Likewise, if you are assaulting, even in a small 500 point game you may want to bring some armored vehicles. Even the most basic halftrack will be able to break an infantry stalemate in your favor.

On the other hand, Canons can be very useless for the attacker unless you either tow them around, or you have a map with LOTS of open LOS. Otherwise they end up sitting in the setup-zone without ever seeing the enemy.

If you want speedy recon, bring one or two jeeps (two jeeps for 1,5 companys infantry would be average).

HMGs can be similar to canons in their usefullness and faultiness. A HMG in a good position makes a lot of difference, but a HMG in a bad position will be too slow to advance in time. You might want to use them in combination with the jeeps.

Get some arty, while you're at it. 81mm Offboard Mortars are very usefull in disrupting infantry attacks and laying down large smoke screens. They are quicker as well, compared to the large calibres.

If you are not sure that you will have LOS from the attack-setup zone, you may prefer a radio spotter so he can embark on a vehicle and ride into battle. Otherwise they are hellish slow.

Setup:

For both the defender and attacker: Stop trying to defend/attack the whole lenght of the map. I made this error, my friend made this error, and thus I assume lots of new people make the same error.

The target of a mission is to either take or defend objectives - symbolized by flags. If you have three flags and take two, you already lead in points. Or, if you take a 300 point flag and leave two 100 point flags well alone, you still lead in points.

So, the germans called that "Schwerpunktbildung" or "Axis of attack" for you english speakers.

As the defender, you select a majority of objectives located in usefull ground, and set up there. Tight. Dont stretch your squads all across the frontline, or they will be too thin to withstand the enemy onslaught. You can use a few split-squads as outposts beyond your main defense position, but that's about it.

Select defense positions forward and around the objectives - make sure that you have adequate flank protection (that's a necessarity if you can not defend the whole front line - and you never can, unless you have a king tiger on a hill with 2 km open ground around him).

Another common mistake seems to be that people set up their defenses in nice geometric positions. Straight line of trenches with wired sections in between and such.
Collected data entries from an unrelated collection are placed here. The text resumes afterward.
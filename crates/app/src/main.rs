use std::fmt;
use std::io;
use std::sync::Arc;

use services::{Clock, QuestionService};
use storage::repository::Storage;

mod menu;
mod shell;

use shell::Shell;

#[derive(Debug)]
enum ArgsError {
    MissingValue { flag: &'static str },
    UnknownArg(String),
    InvalidDbUrl { raw: String },
}

impl fmt::Display for ArgsError {
    fn fmt(&self, f: &mut fmt::Formatter<'_>) -> fmt::Result {
        match self {
            ArgsError::MissingValue { flag } => write!(f, "{flag} requires a value"),
            ArgsError::UnknownArg(arg) => write!(f, "unknown argument: {arg}"),
            ArgsError::InvalidDbUrl { raw } => write!(f, "invalid --db value: {raw}"),
        }
    }
}

impl std::error::Error for ArgsError {}

fn require_value(
    args: &mut impl Iterator<Item = String>,
    flag: &'static str,
) -> Result<String, ArgsError> {
    args.next().ok_or(ArgsError::MissingValue { flag })
}

struct Args {
    db_url: String,
}

impl Args {
    fn parse(args: &mut impl Iterator<Item = String>) -> Result<Self, ArgsError> {
        let mut db_url = std::env::var("QUIZ_DB_URL")
            .ok()
            .map_or_else(|| "sqlite://quiz.sqlite3".into(), normalize_sqlite_url);

        while let Some(arg) = args.next() {
            match arg.as_str() {
                "--db" => {
                    let value = require_value(args, "--db")?;
                    if value.trim().is_empty() {
                        return Err(ArgsError::InvalidDbUrl { raw: value });
                    }
                    db_url = normalize_sqlite_url(value);
                }
                "--help" | "-h" => {
                    print_usage();
                    std::process::exit(0);
                }
                _ => return Err(ArgsError::UnknownArg(arg)),
            }
        }

        Ok(Self { db_url })
    }
}

fn print_usage() {
    eprintln!("Usage:");
    eprintln!("  cargo run -p app -- [--db <sqlite_url>]");
    eprintln!();
    eprintln!("Defaults:");
    eprintln!("  --db sqlite://quiz.sqlite3");
    eprintln!();
    eprintln!("Environment:");
    eprintln!("  QUIZ_DB_URL");
}

fn normalize_sqlite_url(raw: String) -> String {
    if raw == "sqlite::memory:" || raw.starts_with("sqlite://") {
        return raw;
    }

    let trimmed = raw.trim().to_string();
    let path_str = trimmed
        .strip_prefix("sqlite:")
        .unwrap_or(trimmed.as_str())
        .to_string();
    let path = std::path::Path::new(&path_str);
    let absolute = if path.is_absolute() {
        path.to_path_buf()
    } else {
        std::env::current_dir()
            .unwrap_or_else(|_| std::path::PathBuf::from("."))
            .join(path)
    };
    format!("sqlite://{}", absolute.display())
}

fn prepare_sqlite_file(db_url: &str) -> Result<(), Box<dyn std::error::Error>> {
    if db_url == "sqlite::memory:" {
        return Ok(());
    }

    let path = db_url
        .strip_prefix("sqlite://")
        .ok_or_else(|| ArgsError::InvalidDbUrl {
            raw: db_url.to_string(),
        })?;
    let path = path.split('?').next().unwrap_or(path);
    if path.is_empty() {
        return Err(ArgsError::InvalidDbUrl {
            raw: db_url.to_string(),
        }
        .into());
    }

    let path = std::path::Path::new(path);
    if let Some(parent) = path.parent() {
        std::fs::create_dir_all(parent)?;
    }

    if !path.exists() {
        std::fs::OpenOptions::new()
            .create(true)
            .write(true)
            .truncate(false)
            .open(path)?;
    }

    Ok(())
}

async fn run() -> Result<(), Box<dyn std::error::Error>> {
    let mut args = std::env::args().skip(1);
    let parsed = Args::parse(&mut args).map_err(|e| {
        eprintln!("{e}");
        print_usage();
        e
    })?;

    // Open + migrate SQLite at startup. Keep this in the binary glue so
    // core/services stay pure.
    log::info!("opening question bank at {}", parsed.db_url);
    prepare_sqlite_file(&parsed.db_url)?;
    let storage = Storage::sqlite(&parsed.db_url).await?;

    let service = QuestionService::new(Clock::default_clock(), Arc::clone(&storage.questions));
    // The bank is the only question source; failing to read it here is fatal.
    let mut set = service.load_set().await?;
    log::info!("loaded {} questions", set.len());

    let stdin = io::stdin();
    let stdout = io::stdout();
    let mut shell = Shell::new(stdin.lock(), stdout.lock());
    shell.run(&service, &mut set).await?;

    Ok(())
}

#[tokio::main]
async fn main() {
    pretty_env_logger::init();
    if let Err(err) = run().await {
        // At this layer (binary glue), printing once is fine.
        eprintln!("{err}");
        std::process::exit(2);
    }
}
use storage::repository::{QuestionRepository, StorageError};
use storage::sqlite::SqliteRepository;

async fn connect(name: &str) -> SqliteRepository {
    let url = format!("sqlite:file:{name}?mode=memory&cache=shared");
    let repo = SqliteRepository::connect(&url).await.expect("connect");
    repo.migrate().await.expect("migrate");
    repo
}

#[tokio::test]
async fn sqlite_roundtrip_preserves_insertion_order() {
    let repo = connect("memdb_roundtrip").await;

    repo.append("2+2?", "4").await.unwrap();
    repo.append("Capital of France?", "Paris").await.unwrap();

    let rows = repo.load_all().await.expect("load");
    assert_eq!(rows.len(), 2);
    assert_eq!(rows[0].text, "2+2?");
    assert_eq!(rows[0].answer, "4");
    assert_eq!(rows[1].text, "Capital of France?");
    assert!(rows[0].id < rows[1].id);

    let question = rows[1].clone().into_question().expect("rehydrate");
    assert!(question.accepts("paris"));
}

#[tokio::test]
async fn sqlite_delete_at_collapses_positions() {
    let repo = connect("memdb_delete").await;

    for (text, answer) in [("a?", "1"), ("b?", "2"), ("c?", "3")] {
        repo.append(text, answer).await.unwrap();
    }

    repo.delete_at(2).await.expect("delete");

    let rows = repo.load_all().await.unwrap();
    let texts: Vec<_> = rows.iter().map(|r| r.text.as_str()).collect();
    assert_eq!(texts, vec!["a?", "c?"]);
}

#[tokio::test]
async fn sqlite_delete_at_out_of_range_is_not_found() {
    let repo = connect("memdb_delete_oob").await;
    repo.append("a?", "1").await.unwrap();

    assert!(matches!(
        repo.delete_at(0).await,
        Err(StorageError::NotFound)
    ));
    assert!(matches!(
        repo.delete_at(2).await,
        Err(StorageError::NotFound)
    ));
    assert_eq!(repo.load_all().await.unwrap().len(), 1);
}

#[tokio::test]
async fn sqlite_clear_restarts_identifiers() {
    let repo = connect("memdb_clear").await;

    repo.append("a?", "1").await.unwrap();
    repo.append("b?", "2").await.unwrap();
    repo.clear().await.expect("clear");

    assert!(repo.load_all().await.unwrap().is_empty());

    let id = repo.append("c?", "3").await.unwrap();
    assert_eq!(id.value(), 1);
}

#[tokio::test]
async fn sqlite_migrate_is_idempotent() {
    let repo = connect("memdb_idempotent").await;
    repo.migrate().await.expect("second migrate");

    repo.append("a?", "1").await.unwrap();
    assert_eq!(repo.load_all().await.unwrap().len(), 1);
}
#![forbid(unsafe_code)]

pub mod error;
pub mod question_service;

pub use quiz_core::Clock;

pub use error::QuestionServiceError;
pub use question_service::QuestionService;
Forget that. You want to set up somewhere in good cover (houses, forrest, etc) with a large, clear field of fire towards the enemy side. You want to catch him in open ground. It's usually a good idea to leave the first line of houses empty - because that's where his direct fire HE-Chuckers can hit you most easily. For kicks and giggles, you can mine these houses (place a minefield close to the wall into the enemy side) and watch him panic when he tries to enter.

Set the heavy weapons a little back to your main line of infantry - they have the range, and will survive longer that way. Interconnect your defense positions...for example, allow trench troops to retreat into a house next to them without running over open ground. Leaving a trench means leaving the best cover you ever get, but behind that house you may be out of sight from the real bad guys...sitting it out in the trench is not always an option.

Even more so for foxholes...

Keep your forces hidden so the attacker will not know where you are - and they will hold their fire till the attacker is in the kill zone.

You can, of course, setup some unhidden outposts ahead - that's also a good place for artillery FOs, because they have good optics, they are hard to see, and they have good LOS into the enemy advance.

For the attacker, you likewise want to find a point of attack that A) promises you to get the majority of objectives, and B) has suitable terrain for your purpose. Now, if you had superior long-range armor, that would be open ground.

But for mechanized infantry, it's woods, trees, bushes and walls you want to advance trough.

Again, pack tightly. Check for flank defenses. Determine spots for your heavy weapons from where they can use their superior range to shoot at the enemy without reciving too much fire in return.

Prepare scout troops. Either use split squads - or if you want fast scouting, use split squads on jeeps - or HMG-Sections on jeeps. Place them ahead of your main body, and keep the main body hidden till your scouts clear the way.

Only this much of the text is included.